3/ La mobilisation de l’Association Marocaine des maladies auto-immunes et systémiques (AMMAIS) et de l’Alliance des Maladies Rares au Maroc (AMRM) face à la Covid-19.
Rappelons que les objectifs d’AMMAIS, créée en 2010, sont d’informer et de sensibiliser le grand public et les médias marocains sur les maladies auto-immunes et systémiques, d’aider à leurs meilleures prises en charge et de promouvoir la recherche et les études sur elles. Ammais est par ailleurs à l’origine de la création en 2017 de l’Alliance des Maladies Rares au Maroc (AMRM)
Les deux associations, sans beaucoup de moyens financiers mais avec beaucoup de bonne volonté, se sont mobilisées depuis le début de l’épidémie au Maroc en Mars pour :
– informer et sensibiliser la population aux risques que fait courir la Covid-19 et aux enjeux de cette crise inédite et violente, notamment quant au port du masque, la préservation du capital santé des personnes âgées pendant l’épidémie, la fiabilité des tests de dépistage …

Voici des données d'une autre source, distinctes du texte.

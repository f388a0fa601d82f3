//! Integration tests for the agent API endpoints

use agent_lib::{
    health::{Component, HealthRegistry},
    observability::AgentMetrics,
    sync::LinkState,
    SourceKind,
};
use axum::{
    body::Body,
    http::{Request, StatusCode},
    Router,
};
use std::sync::Arc;
use telemetry_agent::api::{create_router, AppState};
use tower::ServiceExt;

async fn setup_test_app() -> (Router, Arc<AppState>) {
    let health_registry = HealthRegistry::new();
    health_registry.register_all().await;

    let metrics = AgentMetrics::new();
    let state = Arc::new(AppState::new(health_registry, metrics));
    let router = create_router(state.clone());

    (router, state)
}

async fn get(app: Router, uri: &str) -> (StatusCode, Vec<u8>) {
    let response = app
        .oneshot(Request::builder().uri(uri).body(Body::empty()).unwrap())
        .await
        .unwrap();
    let status = response.status();
    let body = axum::body::to_bytes(response.into_body(), usize::MAX)
        .await
        .unwrap();
    (status, body.to_vec())
}

#[tokio::test]
async fn test_healthz_returns_ok_when_healthy() {
    let (app, _state) = setup_test_app().await;

    let (status, body) = get(app, "/healthz").await;

    assert_eq!(status, StatusCode::OK);
    let health: serde_json::Value = serde_json::from_slice(&body).unwrap();
    assert_eq!(health["status"], "healthy");
}

#[tokio::test]
async fn test_healthz_returns_ok_when_relay_degraded() {
    let (app, state) = setup_test_app().await;

    state
        .health_registry
        .record_link(LinkState::Backoff, 12)
        .await;

    let (status, body) = get(app, "/healthz").await;

    // Buffering locally is still operational
    assert_eq!(status, StatusCode::OK);
    let health: serde_json::Value = serde_json::from_slice(&body).unwrap();
    assert_eq!(health["status"], "degraded");
    assert_eq!(
        health["components"]["relay"]["message"],
        "relay link backoff, 12 snapshots buffered"
    );
}

#[tokio::test]
async fn test_healthz_returns_503_when_runtime_unhealthy() {
    let (app, state) = setup_test_app().await;

    state
        .health_registry
        .record_runtime(&SourceKind::RUNTIME)
        .await;

    let (status, body) = get(app, "/healthz").await;

    assert_eq!(status, StatusCode::SERVICE_UNAVAILABLE);
    let health: serde_json::Value = serde_json::from_slice(&body).unwrap();
    assert_eq!(health["status"], "unhealthy");
    assert_eq!(
        health["components"]["runtime"]["message"],
        "runtime sources failed: sandboxes, sandbox_stats, containers, container_stats"
    );
}

#[tokio::test]
async fn test_readyz_returns_503_until_wired() {
    let (app, _state) = setup_test_app().await;

    let (status, body) = get(app, "/readyz").await;

    assert_eq!(status, StatusCode::SERVICE_UNAVAILABLE);
    let readiness: serde_json::Value = serde_json::from_slice(&body).unwrap();
    assert_eq!(readiness["ready"], false);
}

#[tokio::test]
async fn test_readyz_returns_ok_when_ready() {
    let (app, state) = setup_test_app().await;
    state.health_registry.set_ready(true).await;

    let (status, body) = get(app, "/readyz").await;

    assert_eq!(status, StatusCode::OK);
    let readiness: serde_json::Value = serde_json::from_slice(&body).unwrap();
    assert_eq!(readiness["ready"], true);
}

#[tokio::test]
async fn test_readyz_returns_503_when_ready_but_unhealthy() {
    let (app, state) = setup_test_app().await;
    state.health_registry.set_ready(true).await;
    state
        .health_registry
        .record_runtime(&SourceKind::RUNTIME)
        .await;

    let (status, _) = get(app, "/readyz").await;

    assert_eq!(status, StatusCode::SERVICE_UNAVAILABLE);
}

#[tokio::test]
async fn test_metrics_endpoint_returns_prometheus_format() {
    let (app, state) = setup_test_app().await;

    state.metrics.observe_collection_latency(0.001);
    state.metrics.set_backlog(4, 120);
    state.metrics.inc_snapshots_sent();
    state.metrics.inc_snapshots_dropped("overwritten");

    let response = app
        .oneshot(Request::builder().uri("/metrics").body(Body::empty()).unwrap())
        .await
        .unwrap();

    assert_eq!(response.status(), StatusCode::OK);
    let content_type = response.headers().get("content-type").unwrap();
    assert!(content_type.to_str().unwrap().contains("text/plain"));

    let body = axum::body::to_bytes(response.into_body(), usize::MAX)
        .await
        .unwrap();
    let metrics_text = String::from_utf8(body.to_vec()).unwrap();

    assert!(metrics_text.contains("telemetry_agent_collection_latency_seconds"));
    assert!(metrics_text.contains("telemetry_agent_backlog_capacity"));
    assert!(metrics_text.contains("telemetry_agent_snapshots_sent_total"));
    assert!(metrics_text.contains("telemetry_agent_snapshots_dropped_total{reason=\"overwritten\"}"));
}

#[tokio::test]
async fn test_metrics_contains_histogram_buckets() {
    let (app, state) = setup_test_app().await;

    state.metrics.observe_collection_latency(0.001);
    state.metrics.observe_collection_latency(0.005);
    state.metrics.observe_collection_latency(0.01);

    let (_, body) = get(app, "/metrics").await;
    let metrics_text = String::from_utf8(body).unwrap();

    assert!(metrics_text.contains("telemetry_agent_collection_latency_seconds_bucket"));
    assert!(metrics_text.contains("telemetry_agent_collection_latency_seconds_count"));
    assert!(metrics_text.contains("telemetry_agent_collection_latency_seconds_sum"));
}

#[tokio::test]
async fn test_healthz_includes_component_details() {
    let (app, _state) = setup_test_app().await;

    let (_, body) = get(app, "/healthz").await;
    let health: serde_json::Value = serde_json::from_slice(&body).unwrap();

    assert!(health["components"].is_object());
    for component in Component::ALL {
        let name = component.as_str();
        assert!(health["components"][name].is_object(), "missing {name}");
    }
}
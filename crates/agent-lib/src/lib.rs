//! Agent library for node telemetry collection
//!
//! This crate provides the core functionality for:
//! - Collecting host and container runtime metrics into snapshots
//! - Buffering snapshots while the relay is unreachable
//! - Streaming snapshots to the relay over gRPC
//! - Health checks and observability

pub mod collector;
pub mod error;
pub mod health;
pub mod models;
pub mod observability;
pub mod proto;
pub mod sync;

pub use error::{AgentError, SourceKind};
pub use health::{
    Component, ComponentHealth, ComponentStatus, HealthRegistry, HealthResponse,
    ReadinessResponse,
};
pub use models::*;
pub use observability::{AgentMetrics, StructuredLogger};
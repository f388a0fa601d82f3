//! HTTP API for health checks and Prometheus metrics

use agent_lib::{
    health::{ComponentStatus, HealthRegistry},
    observability::AgentMetrics,
};
use axum::{
    extract::State,
    http::StatusCode,
    response::IntoResponse,
    routing::get,
    Json, Router,
};
use prometheus::{Encoder, TextEncoder, TEXT_FORMAT};
use std::sync::Arc;
use tokio_util::sync::CancellationToken;
use tracing::{info, warn};

/// Shared application state
#[derive(Clone)]
pub struct AppState {
    pub health_registry: HealthRegistry,
    pub metrics: AgentMetrics,
}

impl AppState {
    pub fn new(health_registry: HealthRegistry, metrics: AgentMetrics) -> Self {
        Self {
            health_registry,
            metrics,
        }
    }
}

/// Health check response - returns 200 while operational, 503 if unhealthy
async fn healthz(State(state): State<Arc<AppState>>) -> impl IntoResponse {
    let health = state.health_registry.health().await;

    let status_code = match health.status {
        ComponentStatus::Healthy => StatusCode::OK,
        ComponentStatus::Degraded => StatusCode::OK, // Still operational
        ComponentStatus::Unhealthy => StatusCode::SERVICE_UNAVAILABLE,
    };

    (status_code, Json(health))
}

/// Readiness check response - returns 200 if ready, 503 if not ready
async fn readyz(State(state): State<Arc<AppState>>) -> impl IntoResponse {
    let readiness = state.health_registry.readiness().await;

    let status_code = if readiness.ready {
        StatusCode::OK
    } else {
        StatusCode::SERVICE_UNAVAILABLE
    };

    (status_code, Json(readiness))
}

/// Prometheus metrics endpoint
async fn metrics() -> impl IntoResponse {
    let encoder = TextEncoder::new();
    let metric_families = prometheus::gather();
    let mut buffer = Vec::new();

    if let Err(e) = encoder.encode(&metric_families, &mut buffer) {
        warn!(error = %e, "Failed to encode metrics");
        return (
            StatusCode::INTERNAL_SERVER_ERROR,
            [("content-type", "text/plain; charset=utf-8")],
            e.to_string().into_bytes(),
        );
    }

    (
        StatusCode::OK,
        [("content-type", TEXT_FORMAT)],
        buffer,
    )
}

/// Create the API router
pub fn create_router(state: Arc<AppState>) -> Router {
    Router::new()
        .route("/healthz", get(healthz))
        .route("/readyz", get(readyz))
        .route("/metrics", get(metrics))
        .with_state(state)
}

/// Start the API server and stop it when `cancel` fires
pub async fn serve(port: u16, state: Arc<AppState>, cancel: CancellationToken) -> anyhow::Result<()> {
    let app = create_router(state);

    let addr = format!("0.0.0.0:{}", port);
    info!(addr = %addr, "Starting API server");

    let listener = tokio::net::TcpListener::bind(&addr).await?;
    axum::serve(listener, app)
        .with_graceful_shutdown(async move { cancel.cancelled().await })
        .await?;

    Ok(())
}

– apporter leurs soutiens et leurs aides à d’autres associations de malades.
Elles ont à cet effet intensifié leurs collaborations avec d’autres associations, et en particulier avec les associations marocaines des malades souffrant d’angioedèmes (AMMAO) présidée par Imad El Aouni, de mucoviscidose (AMM) présidée par Fenna Builler, du syndrome de Rett (AMSR) présidée par Mustapha El Mokhtar, pour, de solidarité avec les enfants de la lune (ASELM) présidée par Habib Ghazaoui, , des Intolérants et Allergiques au Gluten (AMIAG) présidée par Mme Jamila Cherif Idrissi, des Maladies Auto-immunes et Systémiques (AMMAIS), de Biologie Médicale (AMBM) présidée par Abdellatif Loudghiri.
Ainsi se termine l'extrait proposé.